It was a hugely enjoyable evening. I hadn’t really sussed that the excellent Sugar Club is the old Irish Film Theatre. I remember, as a schoolboy, the excitement when the new IFT programme arrived, and getting in on my student card to see so many classic films there, Jarmusch, Fassbinder, Tarkovsky…I doubt if a cabaret club with a bar was ever more silent or respectful to performers than last night – you could have heard the proverbial pin drop in the packed house. Images of Ginsberg were flashed up on the stage during the evening – naked, young, old, comic, haunting. People took real pains to read the poems well, and I was struck by the fierce concentration of the (mostly) young men who lined the steps on the aisles, foreheads buried in their hands, letting Ginsberg’s words sink in. He is a poet who has to be read aloud.

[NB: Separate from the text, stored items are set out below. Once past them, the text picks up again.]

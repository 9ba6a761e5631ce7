//! Degree-triple rotations
//!
//! A triple `(yaw, pitch, roll)` denotes `Rz(yaw) * Ry(pitch) * Rx(roll)`:
//! yaw about Z, then pitch about the new Y, then roll about the newest X.

use glam::{DQuat, DVec3};
use serde::{Deserialize, Serialize};

/// Rotation given as yaw/pitch/roll angles in degrees
#[derive(Debug, Clone, Copy, PartialEq, Default, Serialize, Deserialize)]
pub struct EulerDeg {
    pub yaw: f64,
    pub pitch: f64,
    pub roll: f64,
}

impl EulerDeg {
    pub const IDENTITY: Self = Self::new(0.0, 0.0, 0.0);

    pub const fn new(yaw: f64, pitch: f64, roll: f64) -> Self {
        Self { yaw, pitch, roll }
    }

    /// Pure rotation about Z
    pub const fn yaw(degrees: f64) -> Self {
        Self::new(degrees, 0.0, 0.0)
    }

    /// Pure rotation about Y
    pub const fn pitch(degrees: f64) -> Self {
        Self::new(0.0, degrees, 0.0)
    }

    /// Pure rotation about X
    pub const fn roll(degrees: f64) -> Self {
        Self::new(0.0, 0.0, degrees)
    }

    pub fn to_quat(self) -> DQuat {
        DQuat::from_rotation_z(self.yaw.to_radians())
            * DQuat::from_rotation_y(self.pitch.to_radians())
            * DQuat::from_rotation_x(self.roll.to_radians())
    }
}

impl From<(f64, f64, f64)> for EulerDeg {
    fn from((yaw, pitch, roll): (f64, f64, f64)) -> Self {
        Self::new(yaw, pitch, roll)
    }
}

/// Rotation argument accepted by the construction helpers
///
/// Either a single triple or a sequence of triples applied in order.
#[derive(Debug, Clone, PartialEq, Serialize, Deserialize)]
pub enum Rotation {
    Single(EulerDeg),
    Composed(Vec<EulerDeg>),
}

impl Default for Rotation {
    fn default() -> Self {
        Self::Single(EulerDeg::IDENTITY)
    }
}

impl Rotation {
    /// Build a composed rotation from raw triples
    pub fn composed(triples: &[(f64, f64, f64)]) -> Self {
        Self::Composed(triples.iter().copied().map(EulerDeg::from).collect())
    }

    pub fn to_quat(&self) -> DQuat {
        match self {
            Self::Single(triple) => create_rotation(*triple),
            Self::Composed(triples) => compound_rotation(triples),
        }
    }
}

impl From<EulerDeg> for Rotation {
    fn from(triple: EulerDeg) -> Self {
        Self::Single(triple)
    }
}

impl From<(f64, f64, f64)> for Rotation {
    fn from(triple: (f64, f64, f64)) -> Self {
        Self::Single(triple.into())
    }
}

impl From<Vec<EulerDeg>> for Rotation {
    fn from(triples: Vec<EulerDeg>) -> Self {
        Self::Composed(triples)
    }
}

/// Rotation for a single triple
pub fn create_rotation(triple: impl Into<EulerDeg>) -> DQuat {
    triple.into().to_quat()
}

/// Chain triples so that the first listed rotation is applied first
///
/// Each step pre-multiplies: `acc = rot(triple) * acc`. An empty slice is the
/// identity.
pub fn compound_rotation(triples: &[EulerDeg]) -> DQuat {
    triples
        .iter()
        .fold(DQuat::IDENTITY, |acc, triple| (triple.to_quat() * acc).normalize())
}

/// Rotation about an arbitrary axis
///
/// A zero axis falls back to +Z, so the angle still turns the object about Z.
pub fn axis_angle(axis: DVec3, degrees: f64) -> DQuat {
    let axis = axis.try_normalize().unwrap_or(DVec3::Z);
    DQuat::from_axis_angle(axis, degrees.to_radians())
}

#[cfg(test)]
mod tests {
    use super::*;
    use approx::assert_relative_eq;

    fn assert_vec_eq(a: DVec3, b: DVec3) {
        assert_relative_eq!(a.x, b.x, epsilon = 1e-9);
        assert_relative_eq!(a.y, b.y, epsilon = 1e-9);
        assert_relative_eq!(a.z, b.z, epsilon = 1e-9);
    }

    #[test]
    fn test_pitch_turns_z_onto_x() {
        let rot = create_rotation((0.0, 90.0, 0.0));
        assert_vec_eq(rot * DVec3::Z, DVec3::X);
        assert_vec_eq(rot * DVec3::X, -DVec3::Z);
    }

    #[test]
    fn test_yaw_matches_axis_angle_about_z() {
        let a = create_rotation(EulerDeg::yaw(30.0));
        let b = axis_angle(DVec3::Z, 30.0);
        assert!(a.abs_diff_eq(b, 1e-12));
    }

    #[test]
    fn test_triple_order_is_z_then_y_then_x() {
        let triple = EulerDeg::new(20.0, 35.0, 50.0);
        let expected = axis_angle(DVec3::Z, 20.0)
            * axis_angle(DVec3::Y, 35.0)
            * axis_angle(DVec3::X, 50.0);
        let v = DVec3::new(0.3, -1.2, 2.5);
        assert_vec_eq(triple.to_quat() * v, expected * v);
    }

    #[test]
    fn test_compound_matches_manual_product() {
        // Rz(45) * Ry(90), written out as a matrix product
        let (s, c) = 45f64.to_radians().sin_cos();
        let v = DVec3::new(1.0, 2.0, 3.0);
        let expected = DVec3::new(-2.0 * s + 3.0 * c, 2.0 * c + 3.0 * s, -1.0);

        let rot = compound_rotation(&[EulerDeg::pitch(90.0), EulerDeg::yaw(45.0)]);
        assert_vec_eq(rot * v, expected);
    }

    #[test]
    fn test_compound_applies_first_rotation_first() {
        let first = EulerDeg::new(10.0, 90.0, 0.0);
        let second = EulerDeg::new(135.0, 0.0, 15.0);
        let v = DVec3::new(0.5, 4.0, -7.0);

        let composed = compound_rotation(&[first, second]);
        let stepwise = second.to_quat() * (first.to_quat() * v);
        assert_vec_eq(composed * v, stepwise);
    }

    #[test]
    fn test_radial_hole_axis_points_outward() {
        for angle in [0.0, 45.0, 200.0] {
            let rot = Rotation::composed(&[(0.0, 90.0, 0.0), (angle, 0.0, 0.0)]).to_quat();
            let (s, c) = f64::to_radians(angle).sin_cos();
            assert_vec_eq(rot * DVec3::Z, DVec3::new(c, s, 0.0));
        }
    }

    #[test]
    fn test_empty_compound_is_identity() {
        assert!(compound_rotation(&[]).abs_diff_eq(DQuat::IDENTITY, 1e-12));
        assert!(Rotation::Composed(Vec::new()).to_quat().abs_diff_eq(DQuat::IDENTITY, 1e-12));
        assert!(Rotation::default().to_quat().abs_diff_eq(DQuat::IDENTITY, 1e-12));
    }

    #[test]
    fn test_zero_axis_turns_about_z() {
        let rot = axis_angle(DVec3::ZERO, 90.0);
        assert!(rot.abs_diff_eq(axis_angle(DVec3::Z, 90.0), 1e-12));
        assert_vec_eq(rot * DVec3::X, DVec3::Y);
        assert!(axis_angle(DVec3::ZERO, 0.0).abs_diff_eq(DQuat::IDENTITY, 1e-12));
    }
}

A few highlights – BP Fallon was mesmeric, short but sweet, Hazel O’Connor was great, singing about cancer and surviving and bereavement and, for me, she was the perfect complement to all that male energy going on around her. She did sing “Will You?” – with a harp and whistle instead of sax, and it was gorgeous. Gabriel Rosenstock was hilarious, translating Ginsberg’s haikus to Irish as he went – we learnt the Irish for hard-on and fuck (adharc and feis, for the record.) The otherwise admirable Theo Dorgan, who bought the Irish tweed suit that Ginsberg loved so much he was buried in it, spoiled his rendition of the stunning Kaddish with a jibe at the current Justice Minister. A poem that speaks of the fears of an early 20th Century Jewish woman of Hitler is defiled if that mass-murdering genocidal despot is compared to a democratic, if conservative, 21st Century Irish politician. Perspective, please.
I thorougly enjoyed bringing some sex to the proceedings with Please, Master – the reception was fantastic, and people kept on coming up and saying they enjoyed it afterwards, although apparently one fifteen-year-old told his mother that he felt “sick” afterwards. “He’ll remember it, though!” she said, happily.
Tommy Tiernan gave a tour de force reading Howl – funny, passionate, at times a bit all over the place and hysterical, but, when needed, he was right on the money. Jubilation at the end. Hazel O’Connor sang us out and it was all great fun. Excellent organisation by Anthony Casey, who should do these sorts of gigs regularly.
Update: Two reports of the night, at Confessions of an Orangutang and glumphaboo.